• _What you will do_: Look through the data below for the line with "let json = std::fs::read_to_string(path)?;" and the line with "if self.weights.scale <= 0.0", then output those two and all lines in between, exactly as written.

• _Extracted material_:
>>>>>
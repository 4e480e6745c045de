use crate::logic::eval_constants::{
    BONUS_ATTRITION, BONUS_COUNT_PARITY, BONUS_MATERIAL, CROWDED_MEN_THRESHOLD,
    DEFAULT_ALPHA_BOUND, DEFAULT_BETA_BOUND, DEFAULT_SEARCH_DEPTH, EVAL_SCALE, KING,
    MAN_BACK_ROW_CROWDED, MAN_BACK_ROW_SPARSE, MAN_OTHER, MAN_THREAT_ZONE,
    OPP_MAN_BACK_ROW_CROWDED, OPP_MAN_BACK_ROW_SPARSE, OPP_MAN_OTHER, OPP_MAN_THREAT_ZONE,
    OPP_KING,
};
use crate::logic::board::MAX_PIECES_PER_SIDE;
use serde::{Deserialize, Serialize};
use std::path::Path;
use thiserror::Error;

#[derive(Debug, Error)]
pub enum ConfigError {
    #[error("cannot read config file: {0}")]
    Io(#[from] std::io::Error),
    #[error("invalid config JSON: {0}")]
    Json(#[from] serde_json::Error),
    #[error("search depth must be at least 1")]
    ZeroDepth,
    #[error("alpha/beta bounds ({alpha}, {beta}) must lie strictly outside [-1, 1]")]
    BoundsTooNarrow { alpha: f64, beta: f64 },
    #[error("evaluation scale must be positive, got {0}")]
    BadScale(f64),
    #[error("evaluation weights can total {bound}, which scale {scale} does not keep inside (-1, 1)")]
    WeightsTooLarge { bound: i64, scale: f64 },
}

#[derive(Debug, Clone, PartialEq, Serialize, Deserialize)]
#[serde(default)]
pub struct EvalWeights {
    // Mover
    pub man_back_row_crowded: i32,
    pub man_back_row_sparse: i32,
    pub man_threat_zone: i32,
    pub man_other: i32,
    pub king: i32,

    // Opponent (subtracted)
    pub opp_man_back_row_crowded: i32,
    pub opp_man_back_row_sparse: i32,
    pub opp_man_threat_zone: i32,
    pub opp_man_other: i32,
    pub opp_king: i32,

    pub crowded_men_threshold: usize,
    pub count_parity: i32,
    pub attrition: i32,
    pub material: i32,
    pub scale: f64,
}

impl Default for EvalWeights {
    fn default() -> Self {
        Self {
            man_back_row_crowded: MAN_BACK_ROW_CROWDED,
            man_back_row_sparse: MAN_BACK_ROW_SPARSE,
            man_threat_zone: MAN_THREAT_ZONE,
            man_other: MAN_OTHER,
            king: KING,

            opp_man_back_row_crowded: OPP_MAN_BACK_ROW_CROWDED,
            opp_man_back_row_sparse: OPP_MAN_BACK_ROW_SPARSE,
            opp_man_threat_zone: OPP_MAN_THREAT_ZONE,
            opp_man_other: OPP_MAN_OTHER,
            opp_king: OPP_KING,

            crowded_men_threshold: CROWDED_MEN_THRESHOLD,
            count_parity: BONUS_COUNT_PARITY,
            attrition: BONUS_ATTRITION,
            material: BONUS_MATERIAL,
            scale: EVAL_SCALE,
        }
    }
}

#[derive(Debug, Clone, PartialEq, Serialize, Deserialize)]
#[serde(default)]
pub struct EngineConfig {
    // Search Parameters
    pub search_depth: u8,
    pub alpha_bound: f64,
    pub beta_bound: f64,

    // Evaluation Parameters
    pub weights: EvalWeights,
}

impl EvalWeights {
    /// Largest absolute weighted total any position can produce before
    /// scaling, with at most `MAX_PIECES_PER_SIDE` pieces a side.
    pub fn total_bound(&self) -> i64 {
        let mine = [
            self.man_back_row_crowded,
            self.man_back_row_sparse,
            self.man_threat_zone,
            self.man_other,
            self.king,
        ];
        let theirs = [
            self.opp_man_back_row_crowded,
            self.opp_man_back_row_sparse,
            self.opp_man_threat_zone,
            self.opp_man_other,
            self.opp_king,
        ];
        let highest = |ws: &[i32]| ws.iter().copied().max().map_or(0, i64::from).max(0);
        let lowest = |ws: &[i32]| ws.iter().copied().min().map_or(0, i64::from).min(0);

        let pieces = i64::try_from(MAX_PIECES_PER_SIDE).unwrap_or(i64::MAX);
        let terms = i64::from(self.count_parity).abs()
            + i64::from(self.attrition).abs()
            + i64::from(self.material).abs();

        let upper = pieces * highest(&mine) - pieces * lowest(&theirs) + terms;
        let lower = pieces * lowest(&mine) - pieces * highest(&theirs) - terms;
        upper.max(-lower)
    }
}

impl Default for EngineConfig {
    fn default() -> Self {
        Self {
            search_depth: DEFAULT_SEARCH_DEPTH,
            alpha_bound: DEFAULT_ALPHA_BOUND,
            beta_bound: DEFAULT_BETA_BOUND,
            weights: EvalWeights::default(),
        }
    }
}

impl EngineConfig {
    /// Parses a config where every missing field keeps its default.
    pub fn load_from_json(json_str: &str) -> Result<Self, ConfigError> {
        let config: Self = serde_json::from_str(json_str)?;
        config.validate()?;
        Ok(config)
    }

    pub fn load_from_file(path: impl AsRef<Path>) -> Result<Self, ConfigError> {
        let json = std::fs::read_to_string(path)?;
        Self::load_from_json(&json)
    }

    pub fn validate(&self) -> Result<(), ConfigError> {
        if self.search_depth == 0 {
            return Err(ConfigError::ZeroDepth);
        }
        // Sentinels must stay out of reach of real scores, terminal ones included.
        if self.alpha_bound >= -1.0 || self.beta_bound <= 1.0 {
            return Err(ConfigError::BoundsTooNarrow {
                alpha: self.alpha_bound,
                beta: self.beta_bound,
            });
        }
        if self.weights.scale <= 0.0 || self.weights.scale.is_nan() {
            return Err(ConfigError::BadScale(self.weights.scale));
        }
        // Heuristic scores must never reach the terminal values.
        let bound = self.weights.total_bound();
        #[allow(clippy::cast_precision_loss)]
        let reach = bound as f64;
        if reach >= self.weights.scale {
            return Err(ConfigError::WeightsTooLarge {
                bound,
                scale: self.weights.scale,
            });
        }
        Ok(())
    }
}

#[cfg(test)]
mod tests {
    use super::*;

    #[test]
    fn test_load_config_default() {
        let config = EngineConfig::load_from_json("{}").unwrap();
        assert_eq!(config, EngineConfig::default());
        assert_eq!(config.search_depth, 6);
        assert_eq!(config.weights.man_back_row_crowded, 15);
        assert!((config.weights.scale - 200.0).abs() < f64::EPSILON);
    }

    #[test]
    fn test_load_config_partial() {
        let json = r#"{
            "search_depth": 4,
            "weights": { "king": 9 }
        }"#;
        let config = EngineConfig::load_from_json(json).unwrap();
        assert_eq!(config.search_depth, 4);
        assert_eq!(config.weights.king, 9);
        // Others should be default
        assert_eq!(config.weights.opp_king, OPP_KING);
        assert!((config.beta_bound - DEFAULT_BETA_BOUND).abs() < f64::EPSILON);
    }

    #[test]
    fn test_load_config_invalid_json() {
        let result = EngineConfig::load_from_json("{ invalid json }");
        assert!(matches!(result, Err(ConfigError::Json(_))));
    }

    #[test]
    fn test_rejects_zero_depth() {
        let result = EngineConfig::load_from_json(r#"{ "search_depth": 0 }"#);
        assert!(matches!(result, Err(ConfigError::ZeroDepth)));
    }

    #[test]
    fn test_rejects_bounds_inside_score_range() {
        let result = EngineConfig::load_from_json(r#"{ "alpha_bound": -1.0 }"#);
        assert!(matches!(result, Err(ConfigError::BoundsTooNarrow { .. })));

        let result = EngineConfig::load_from_json(r#"{ "beta_bound": 0.5 }"#);
        assert!(matches!(result, Err(ConfigError::BoundsTooNarrow { .. })));

        let config = EngineConfig::load_from_json(r#"{ "alpha_bound": -2, "beta_bound": 2 }"#)
            .unwrap();
        assert!((config.alpha_bound + 2.0).abs() < f64::EPSILON);
    }

    #[test]
    fn test_rejects_non_positive_scale() {
        let result = EngineConfig::load_from_json(r#"{ "weights": { "scale": 0 } }"#);
        assert!(matches!(result, Err(ConfigError::BadScale(_))));
    }

    #[test]
    fn test_missing_file() {
        let result = EngineConfig::load_from_file("/definitely/not/here.json");
        assert!(matches!(result, Err(ConfigError::Io(_))));
    }

    #[test]
    fn test_default_weights_stay_below_scale() {
        let weights = EvalWeights::default();
        // 12 crowded back-row men, no opponent credit, all three terms.
        assert_eq!(weights.total_bound(), 191);
        assert!(EngineConfig::default().validate().is_ok());
    }

    #[test]
    fn test_rejects_weights_reaching_terminal_scores() {
        let result = EngineConfig::load_from_json(r#"{ "weights": { "scale": 1 } }"#);
        assert!(matches!(
            result,
            Err(ConfigError::WeightsTooLarge { bound: 191, .. })
        ));

        let result = EngineConfig::load_from_json(r#"{ "weights": { "opp_king": 20 } }"#);
        assert!(matches!(result, Err(ConfigError::WeightsTooLarge { .. })));

        let result = EngineConfig::load_from_json(r#"{ "weights": { "man_other": -30 } }"#);
        assert!(matches!(result, Err(ConfigError::WeightsTooLarge { .. })));

        let config =
            EngineConfig::load_from_json(r#"{ "weights": { "king": 9, "scale": 400 } }"#).unwrap();
        assert_eq!(config.weights.king, 9);
    }
}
<<<<<
• _Worked solution_:
        let json = std::fs::read_to_string(path)?;
        Self::load_from_json(&json)
    }

    pub fn validate(&self) -> Result<(), ConfigError> {
        if self.search_depth == 0 {
            return Err(ConfigError::ZeroDepth);
        }
        // Sentinels must stay out of reach of real scores, terminal ones included.
        if self.alpha_bound >= -1.0 || self.beta_bound <= 1.0 {
            return Err(ConfigError::BoundsTooNarrow {
                alpha: self.alpha_bound,
                beta: self.beta_bound,
            });
        }
        if self.weights.scale <= 0.0 || self.weights.scale.is_nan() {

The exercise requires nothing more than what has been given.